Seriously...who wants to love a God that just keeps letting bad things happen to you?

The longer things went on, the more places and people I sought to hold "accountable" for what was going on in my life: 

If only they had done such-and-such, things wouldn't be this way...
And by the way, God, You just keep saying You're a God of love, but until I see things looking up, I'm not going to believe it.
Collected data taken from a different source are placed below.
//! Development credential holder backed by a JSON file.
//!
//! Secrets sit unprotected on disk. Only for exercising the store from the
//! command line; real hosts use Keychain / Android Keystore.

use async_trait::async_trait;
use newsbite_storage::{Error, Result, SecureCredentialHolder};
use std::collections::BTreeMap;
use std::path::PathBuf;
use tokio::sync::Mutex;

pub struct FileCredentialHolder {
    path: PathBuf,
    lock: Mutex<()>,
}

impl FileCredentialHolder {
    pub fn new(path: impl Into<PathBuf>) -> Self {
        let path = path.into();
        tracing::warn!(
            "Using development credential file {}; the storage key is not protected",
            path.display()
        );
        Self {
            path,
            lock: Mutex::new(()),
        }
    }

    async fn load(&self) -> Result<BTreeMap<String, String>> {
        match tokio::fs::read(&self.path).await {
            Ok(bytes) => Ok(serde_json::from_slice(&bytes)?),
            Err(e) if e.kind() == std::io::ErrorKind::NotFound => Ok(BTreeMap::new()),
            Err(e) => Err(Error::Keystore(format!(
                "Failed to read {}: {}",
                self.path.display(),
                e
            ))),
        }
    }
}

#[async_trait]
impl SecureCredentialHolder for FileCredentialHolder {
    async fn get(&self, alias: &str) -> Result<Option<String>> {
        let _guard = self.lock.lock().await;
        Ok(self.load().await?.remove(alias))
    }

    async fn set(&self, alias: &str, value: &str) -> Result<()> {
        let _guard = self.lock.lock().await;
        let mut entries = self.load().await?;
        entries.insert(alias.to_string(), value.to_string());

        if let Some(parent) = self.path.parent() {
            tokio::fs::create_dir_all(parent)
                .await
                .map_err(|e| Error::Keystore(e.to_string()))?;
        }
        let json = serde_json::to_vec_pretty(&entries)?;
        tokio::fs::write(&self.path, json)
            .await
            .map_err(|e| Error::Keystore(format!("Failed to write {}: {}", self.path.display(), e)))
    }
}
There's an old saying that, "for every time you point your finger, there's another finger pointing back at you." What I came to realize in time is that much of what I sought to lay on others (or on God) as responsible for my situation was, in reality, my own fault. I'm not saying that the actual circumstances were my fault but the bitterness, the anger, the disillusionment were nobody else's fault except my own. I alone was responsible for my emotions and my feelings. Blaming others didn't do anything to fix my circumstances and only served to keep me in denial that much longer. While I had no control over the actions of others, I did have control over my responses and and how I was going to let my situations affect me in the future. No matter how hurtful my outward situation might have been, it was of no benefit to find another source to blame for how I felt. I was the one who had to choose how I was going to deal with my adversity. 
 I also realized that, while God had allowed these trials to come upon me, He was not the cause of what happened and thus was exempt from any fault as well...because He's the perfect and true God who never does anything amiss. My getting angry at Him was useless - just like it was with anybody else. 
 Denial often keeps us from seeing the truth, and blaming others for where we are now is a form of denial. We cannot expect ourselves to acknowledge and deal with the hurts of our past until we accept our responsibility in the matter. We must look to ourselves first, and not to others, to determine the source of our bitterness.